How network location detection works
When a DirectAccess client starts up or experiences a network change event (such as change in link status or a new IP address), it adds the DirectAccess rules to the NRPT. The DirectAccess client then attempts to resolve the fully qualified domain name (FQDN) in the URL for the network location server, which is stored in the Computer Configuration/Policies/Administrative Templates/Network/Network Connectivity Status Indicator/Domain Location Determination URL Group Policy setting. Because the NRPT has active DirectAccess rules, this FQDN should either match an exemption rule or no rules in the NRPT so that the DirectAccess client can use normal name resolution and interface-configured DNS servers.
After resolving the FQDN, the DirectAccess client attempts to connect to the HTTPS-based URL of the network location server, which includes a Secure Sockets Layer (SSL)-based authentication and verification of the server certificate offered by the network location server. For authenticating the DirectAccess client’s access to the URL, use anonymous authentication. The network location server should not require any type of user credentials for authentication or authorization. Certificate verification includes validating the certificate and verifying that it has not been revoked by accessing the CRL location defined in the network location server’s SSL certificate. When the DirectAccess client successfully accesses the HTTPS-based URL of the network location server, it determines that it is on the intranet. The DirectAccess client then removes the DirectAccess NRPT rules from the active table and the DirectAccess client uses interface-configured DNS servers to resolve all names.

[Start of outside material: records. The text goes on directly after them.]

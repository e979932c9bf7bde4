//! Running protoc and reading the descriptor sets it produces.

use std::ffi::OsStr;
use std::path::{Path, PathBuf};
use std::process::Command;

use tightbuf::ProtoMessage;

use crate::descriptor::FileDescriptorSet;
use crate::Error;

/// Locate protoc: `$PROTOC` when it names an existing file, else `PATH`.
pub fn find_protoc() -> Result<PathBuf, Error> {
    let from_env = std::env::var_os("PROTOC")
        .map(PathBuf::from)
        .filter(|path| path.is_file());
    match from_env {
        Some(path) => Ok(path),
        None => which::which("protoc").map_err(|_| Error::ProtocNotFound),
    }
}

/// Run protoc over `protos` and decode the descriptor set it writes.
///
/// Imports are always included so cross-file references resolve.
pub fn invoke_protoc(
    protoc: &Path,
    protos: &[impl AsRef<Path>],
    includes: &[impl AsRef<Path>],
    extra_args: &[String],
) -> Result<FileDescriptorSet, Error> {
    let scratch = tempfile::tempdir()?;
    let set_path = scratch.path().join("descriptor_set.pb");

    let mut cmd = Command::new(protoc);
    cmd.args(includes.iter().flat_map(|dir| [OsStr::new("-I"), dir.as_ref().as_os_str()]))
        .arg("--include_imports")
        .arg("--descriptor_set_out")
        .arg(&set_path)
        .args(extra_args)
        .args(protos.iter().map(|proto| proto.as_ref().as_os_str()));

    tracing::debug!(?cmd, "running protoc");
    let output = cmd.output()?;
    if !output.status.success() {
        let message = [&output.stdout, &output.stderr]
            .into_iter()
            .map(|stream| String::from_utf8_lossy(stream).trim().to_string())
            .filter(|text| !text.is_empty())
            .collect::<Vec<_>>()
            .join("\n");
        return Err(Error::ProtocFailed(message));
    }

    parse_file_descriptor_set(&std::fs::read(&set_path)?)
}

/// Parse a FileDescriptorSet from bytes.
pub fn parse_file_descriptor_set(bytes: &[u8]) -> Result<FileDescriptorSet, Error> {
    Ok(FileDescriptorSet::parse_from(bytes)?)
}

#[cfg(test)]
mod tests {
    use super::*;
    use crate::descriptor::FileDescriptorProto;

    #[test]
    fn test_parse_roundtrip() {
        let fds = FileDescriptorSet {
            file: vec![FileDescriptorProto {
                name: Some("x.proto".to_string()),
                syntax: Some("proto3".to_string()),
                ..Default::default()
            }],
        };
        let parsed = parse_file_descriptor_set(&fds.to_vec()).unwrap();
        assert_eq!(parsed, fds);
    }

    #[test]
    fn test_parse_truncated() {
        // Field 1, length 5, but only one byte follows.
        let err = parse_file_descriptor_set(&[0x0A, 0x05, 0x00]).unwrap_err();
        assert!(matches!(err, Error::Decode(_)));
    }
}
//! Per-field code generation: storage, accessors, and the decode, encode,
//! size, equality and clear fragments the message generator stitches together.

use proc_macro2::{Ident, Literal, Span, TokenStream};
use quote::{format_ident, quote};
use tightbuf::sink::compute_tag_size;
use tightbuf::wire::make_tag;
use tightbuf::WireType;

use crate::config::Config;
use crate::context::{to_rust_field_name, GenerationContext, Scope};
use crate::descriptor::FieldDescriptorProto;
use crate::Error;

use super::bits::PresenceBit;
use super::classify::{Cardinality, Category, Strategy};
use super::defaults::{parse_default, DefaultValue};

/// The oneof a field belongs to, as seen from one of its members.
#[derive(Debug, Clone)]
pub struct OneofRef {
    /// Storage field and accessor holding the active member's number.
    pub case: Ident,
    pub clear: Ident,
}

/// Everything needed to emit code for one field.
pub struct FieldGen<'a> {
    pub proto_name: &'a str,
    pub number: u32,
    pub strategy: Strategy,
    /// Storage field and getter name; may be a raw identifier.
    pub ident: Ident,
    /// `ident` without any `r#`, used to build accessor names.
    base: String,
    /// Scalar type, enum, message or group type path. Unused for strings and bytes.
    element: TokenStream,
    pub bit: Option<PresenceBit>,
    pub oneof: Option<OneofRef>,
    boxed: bool,
    default: Option<DefaultValue>,
    enforce_has_checks: bool,
    optional_accessors: bool,
}
//! LEB128 variable-length integer encoding/decoding, aka "varints".

// Casts here only truncate to a byte or widen.
#![allow(clippy::as_conversions)]

use crate::error::DecodeError;
use crate::wire::MAX_VARINT_SIZE;

/// Types that can be encoded as a LEB128 variable length integer.
pub trait LebCodec: Sized + Copy {
    /// Maximum number of bytes an encoded value of this type can occupy.
    const MAX_LEB_BYTES: usize;

    /// Append the varint form of `self` to `buf`; returns its length.
    fn encode_leb128<B: bytes::BufMut>(self, buf: &mut B) -> usize;

    fn encoded_leb128_len(self) -> usize;
}

impl LebCodec for u64 {
    const MAX_LEB_BYTES: usize = 10;

    #[inline]
    fn encode_leb128<B: bytes::BufMut>(self, buf: &mut B) -> usize {
        let mut value = self;
        let mut written = 1;
        while value >= 0x80 {
            buf.put_u8((value as u8) | 0x80);
            value >>= 7;
            written += 1;
        }
        buf.put_u8(value as u8);
        written
    }

    #[inline]
    fn encoded_leb128_len(self) -> usize {
        // Seven payload bits per byte: ceil(bits / 7) == (bits * 9 + 64) / 64
        // for 1..=64 bits. Zero still takes one byte.
        let bits = 64 - (self | 1).leading_zeros();
        ((bits * 9 + 64) / 64) as usize
    }
}

impl LebCodec for u32 {
    const MAX_LEB_BYTES: usize = 5;

    #[inline]
    fn encode_leb128<B: bytes::BufMut>(self, buf: &mut B) -> usize {
        u64::from(self).encode_leb128(buf)
    }

    #[inline]
    fn encoded_leb128_len(self) -> usize {
        u64::from(self).encoded_leb128_len()
    }
}

// Accumulated sign-extension bits left behind by each continuation byte. A
// single XOR with the right combination clears them once the final byte is
// known, instead of masking every byte as it is read.
const M7_32: i32 = !0 << 7;
const M14_32: i32 = !0 << 14;
const M21_32: i32 = !0 << 21;
const M28_32: i32 = !0 << 28;

const M7: i64 = !0 << 7;
const M14: i64 = !0 << 14;
const M21: i64 = !0 << 21;
const M28: i64 = !0 << 28;
const M35: i64 = !0 << 35;
const M42: i64 = !0 << 42;
const M49: i64 = !0 << 49;
const M56: i64 = !0 << 56;

/// Decode a varint holding a 32-bit value from a window of at least
/// [`MAX_VARINT_SIZE`] readable bytes.
///
/// Negative `int32` values are encoded as ten bytes, so after the fifth byte
/// up to five more continuation bytes are consumed and discarded.
///
/// Returns `None` if no terminating byte was found within ten bytes.
#[inline]
pub fn decode_varint32(data: &[u8; MAX_VARINT_SIZE]) -> Option<(u32, usize)> {
    let b = |i: usize| i32::from(data[i] as i8);

    let mut x = b(0);
    if x >= 0 {
        return Some((x as u32, 1));
    }
    x ^= b(1) << 7;
    if x < 0 {
        return Some(((x ^ M7_32) as u32, 2));
    }
    x ^= b(2) << 14;
    if x >= 0 {
        return Some(((x ^ M7_32 ^ M14_32) as u32, 3));
    }
    x ^= b(3) << 21;
    if x < 0 {
        return Some(((x ^ M7_32 ^ M14_32 ^ M21_32) as u32, 4));
    }
    let y = b(4);
    x ^= y << 28;
    x ^= M7_32 ^ M14_32 ^ M21_32 ^ M28_32;
    if y >= 0 {
        return Some((x as u32, 5));
    }

    for (i, &byte) in data.iter().enumerate().skip(5) {
        if byte < 0x80 {
            return Some((x as u32, i + 1));
        }
    }
    None
}

/// Decode a 64-bit varint from a window of at least [`MAX_VARINT_SIZE`]
/// readable bytes.
///
/// Each byte is sign extended into the accumulator, so the continuation bit
/// of the most recent byte shows up as the accumulator's sign. That lets every
/// step branch on a single comparison against zero.
///
/// Returns `None` if the varint is longer than ten bytes.
#[inline]
pub fn decode_varint64(data: &[u8; MAX_VARINT_SIZE]) -> Option<(u64, usize)> {
    let b = |i: usize| data[i] as i8;

    let mut y = i32::from(b(0));
    if y >= 0 {
        return Some((y as u64, 1));
    }
    y ^= i32::from(b(1)) << 7;
    if y < 0 {
        return Some(((y ^ M7_32) as u64, 2));
    }
    y ^= i32::from(b(2)) << 14;
    if y >= 0 {
        return Some(((y ^ M7_32 ^ M14_32) as u64, 3));
    }
    y ^= i32::from(b(3)) << 21;
    if y < 0 {
        return Some(((y ^ M7_32 ^ M14_32 ^ M21_32) as u64, 4));
    }

    let mut x = i64::from(y) ^ (i64::from(b(4)) << 28);
    if x >= 0 {
        return Some(((x ^ M7 ^ M14 ^ M21 ^ M28) as u64, 5));
    }
    x ^= i64::from(b(5)) << 35;
    if x < 0 {
        return Some(((x ^ M7 ^ M14 ^ M21 ^ M28 ^ M35) as u64, 6));
    }
    x ^= i64::from(b(6)) << 42;
    if x >= 0 {
        return Some(((x ^ M7 ^ M14 ^ M21 ^ M28 ^ M35 ^ M42) as u64, 7));
    }
    x ^= i64::from(b(7)) << 49;
    if x < 0 {
        return Some(((x ^ M7 ^ M14 ^ M21 ^ M28 ^ M35 ^ M42 ^ M49) as u64, 8));
    }
    x ^= i64::from(b(8)) << 56;
    x ^= M7 ^ M14 ^ M21 ^ M28 ^ M35 ^ M42 ^ M49 ^ M56;
    if x >= 0 {
        return Some((x as u64, 9));
    }

    // The sign bit now holds the ninth byte's continuation flag; the tenth
    // byte supplies the real bit 63.
    let last = b(9);
    if last < 0 {
        return None;
    }
    let value = (x as u64 & !(1 << 63)) | (u64::from(last as u8 & 1) << 63);
    Some((value, 10))
}

/// Byte-at-a-time varint decoding for windows shorter than
/// [`MAX_VARINT_SIZE`], or as a fallback near the end of a buffer.
///
/// Returns [`DecodeError::Truncated`] if the input ends before the varint
/// does and [`DecodeError::MalformedVarint`] if it runs past ten bytes.
pub fn decode_varint_slow(data: &[u8]) -> Result<(u64, usize), DecodeError> {
    let mut result = 0u64;
    for (i, &byte) in data.iter().take(MAX_VARINT_SIZE).enumerate() {
        result |= u64::from(byte & 0x7F) << (7 * i);
        if byte < 0x80 {
            return Ok((result, i + 1));
        }
    }

    if data.len() < MAX_VARINT_SIZE {
        Err(DecodeError::Truncated)
    } else {
        Err(DecodeError::MalformedVarint)
    }
}

/// Maps a signed 32-bit integer onto an unsigned one so small magnitudes stay short.
#[inline(always)]
pub const fn encode_zigzag32(value: i32) -> u32 {
    ((value << 1) ^ (value >> 31)) as u32
}

/// Inverse of [`encode_zigzag32`].
#[inline(always)]
pub const fn decode_zigzag32(value: u32) -> i32 {
    ((value >> 1) as i32) ^ -((value & 1) as i32)
}

/// Maps a signed 64-bit integer onto an unsigned one so small magnitudes stay short.
#[inline(always)]
pub const fn encode_zigzag64(value: i64) -> u64 {
    ((value << 1) ^ (value >> 63)) as u64
}

/// Inverse of [`encode_zigzag64`].
#[inline(always)]
pub const fn decode_zigzag64(value: u64) -> i64 {
    ((value >> 1) as i64) ^ -((value & 1) as i64)
}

For more information, see Network Location Detection.
Just like the URL for the network location server, the FQDN in the URL or the universal naming convention (UNC) path for the CRL distribution point should either match an exemption rule or no rules in the NRPT so that the DirectAccess client can use normal name resolution and interface-configured intranet DNS servers to resolve the name. If the DirectAccess client cannot resolve the FQDN for the CRL distribution point, intranet location detection fails.
The DirectAccess test lab (http://go.microsoft.com/fwlink/?Linkid=150613) uses APP1, a separate application server, as the network location server and the network location URL https://nls.corp.contoso.com. The SSL certificate on APP1 has the CRL distribution point http://crl.contoso.com/crld/corp-DC1-CA.crl, which for ease of configuration is hosted on EDGE1, the DirectAccess server. To demonstrate network location detection, do the following:
- Connect CLIENT1 to the Internet subnet.
- Open a Command Prompt.
- From the Command Prompt window, run the netsh dnsclient show state command.
Notice that the Machine Location field states Outside corporate network.
- Run the netsh namespace show effectivepolicy command.
Notice that there are two active NRPT rules: A namespace rule for corp.contoso.com and an exemption rule for nls.corp.contoso.com.
- Disconnect CLIENT1 from the Internet subnet and connect it to the Corpnet subnet.
- From the Command Prompt window, run the netsh dnsclient show state command.
Notice that the Machine Location field states Inside corporate network.
- Run the netsh namespace show effectivepolicy command.
Notice that there are now no active NRPT rules.